### Work request
The answer is every line in the data below that contains the word "Duration".

Collected data:
.....

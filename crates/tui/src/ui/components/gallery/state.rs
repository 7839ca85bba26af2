use std::time::{Duration, Instant};

use rat_focus::{FocusBuilder, FocusFlag, HasFocus};
use ratatui::layout::Rect;
use uikit_types::TooltipPosition;

use crate::loading::{LoadingGate, SIMULATED_LOAD_DELAY};
use crate::ui::components::common::TextInputState;

/// Autoplay delay between carousel slides.
pub const CAROUSEL_AUTOPLAY: Duration = Duration::from_millis(3000);

pub const CAROUSEL_SLIDES: [&str; 3] = [
    "https://images.unsplash.com/photo-1682687220742-aba13b6e50ba",
    "https://images.unsplash.com/photo-1682687221038-404670f09ef1",
    "https://images.unsplash.com/photo-1682687220063-4742bd7fd538",
];

pub const SELECT_OPTIONS: [&str; 3] = ["Option 1", "Option 2", "Option 3"];

pub const DEMO_TABS: [&str; 3] = ["Account", "Notifications", "Security"];

/// Pages of the component gallery, shown one at a time.
#[derive(Debug, Clone, Copy, PartialEq, Eq, Hash)]
pub enum GallerySection {
    LoadingStates,
    Buttons,
    Feedback,
    Overlays,
    FormControls,
    Media,
}

impl GallerySection {
    pub const ALL: [GallerySection; 6] = [
        Self::LoadingStates,
        Self::Buttons,
        Self::Feedback,
        Self::Overlays,
        Self::FormControls,
        Self::Media,
    ];

    pub fn title(self) -> &'static str {
        match self {
            Self::LoadingStates => "Loading States",
            Self::Buttons => "Buttons & Tooltips",
            Self::Feedback => "Alerts & Badges",
            Self::Overlays => "Modal & Tabs",
            Self::FormControls => "Form Controls",
            Self::Media => "Carousel & 3D",
        }
    }

    fn index(self) -> usize {
        Self::ALL.iter().position(|section| *section == self).unwrap_or_default()
    }
}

.....

### Task output
use std::time::{Duration, Instant};
pub const CAROUSEL_AUTOPLAY: Duration = Duration::from_millis(3000);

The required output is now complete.